Из Парижа в Кадис | страница 5
Есть несчастные люди, ни во что не верящие, слабые, вечно сомневающиеся в существовании силы, безвольные, ищущие обоснование мужских поступков и стремящиеся опорочить всякий мужской поступок, который им непонятен. Кто-то из них сделал открытие, что этот человек назначил мне пенсион в тысячу двести франков, другие утверждают, что он подарил мне единовременно пятьдесят тысяч экю. Прости меня Господи, об этом даже написали где-то, не помню где! Сказать Вам, сударыня, что я лично получил от него за всю его — увы! — такую короткую жизнь? В тот вечер, когда шло представление «Калигулы», он подарил мне бронзовую статуэтку, а на следующий день после его свадьбы я получил пакетик с перьями. Надо сказать, правда, что эта статуэтка была подлинным произведением Бари, а этими перьями я написал «Мадемуазель де Бель-Иль». Гамлет был прав, говоря: «Man delights not me!»[1] — «Человек меня не восхищает!», если только те, кто пишет подобные гнусности, заслуживают имени «человек».

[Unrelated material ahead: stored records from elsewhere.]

//! Suggestion lookups

use percent_encoding::{utf8_percent_encode, NON_ALPHANUMERIC};

use super::get_json;
use crate::error::ApiError;
use crate::models::SuggestionItem;

/// Which entity a picker looks up
#[derive(Debug, Clone, Copy, PartialEq, Eq)]
pub enum SearchKind {
    Ingredients,
    Recipes,
}

impl SearchKind {
    fn resource(self) -> &'static str {
        match self {
            SearchKind::Ingredients => "ingredients",
            SearchKind::Recipes => "recipes",
        }
    }
}

pub fn search_path(kind: SearchKind, query: &str, limit: u32) -> String {
    format!(
        "/{}/search?q={}&limit={}",
        kind.resource(),
        utf8_percent_encode(query, NON_ALPHANUMERIC),
        limit
    )
}

pub async fn search(kind: SearchKind, query: &str, limit: u32) -> Result<Vec<SuggestionItem>, ApiError> {
    get_json(&search_path(kind, query, limit)).await
}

Вот какие воспоминания всколыхнулись во мне, когда я не сводил глаз с принца. Тот, другой принц, был его брат. Вдруг я увидел, как герцог де Монпансье подался назад и побледнел. Пытаясь выяснить причину испытанного им тягостного впечатления, я перевел глаза с ложи на сцену, и мне хватило одного взгляда, чтобы все понять. Вместо капли крови, которая в тот миг, когда падает голова Карла I, должна была просочиться сквозь доски эшафота, оставив отметину на лбу актера, игравшего роль Атоса, половину его лица покрывало кровавое пятно. При виде этого зрелища принц и содрогнулся от отвращения.
Не могу передать Вам, сударыня, какое тягостное ощущение я испытал, заметив это движение принца, которое он не смог сдержать. Даже если бы весь зал разразился свистом, это произвело бы на меня меньшее впечатление. Я вскочил со своего места, кинулся к ложе принца и вызвал доктора Паскье, находившегося рядом с его королевским высочеством. Когда доктор вышел, я сказал ему: «Паскье, передайте от моего имени принцу, что с завтрашнего дня сцена с эшафотом будет выброшена».
Что следует мне пояснить Вам, сударыня, вернее, не Вам, а только что упомянутым мной людям? Между избранными натурами существует особое взаимопонимание, позволяющее им восходить по всей цепи мысли, коль скоро они вошли в соприкосновение хотя бы с краешком последнего ее звена. Принц, никогда не встречавший меня в Тюильри, где я был всего один раз, 29 июля 1830 года, помнил о моей бескорыстной любви к его брату; он понимал, какие чувства заставили меня после роковой и преждевременной гибели герцога Орлеанского прервать отношения, которые я, возможно, мог бы укрепить с кем-нибудь из тех, кто его пережил; он слышал прощальный крик отчаяния, который я издал вместе со всей Францией; затем он видел, как я удалился, отказавшись употребить чье-либо влияние, готовый к новым битвам в царстве искусства, где я стремлюсь тоже быть принцем. Герцог де Монпансье пожелал познакомиться со мной. Нашим посредником был доктор Паскье. Неделю спустя после спектакля я оказался в Венсене и, беседуя с герцогом де Монпансье, впервые забыл на несколько минут, что герцог Орлеанский, этот принц с душою артиста, мертв. Итогом этой беседы стало обещание господина графа Дюша-теля выдать разрешение на создание театра тому человеку, которого я подберу.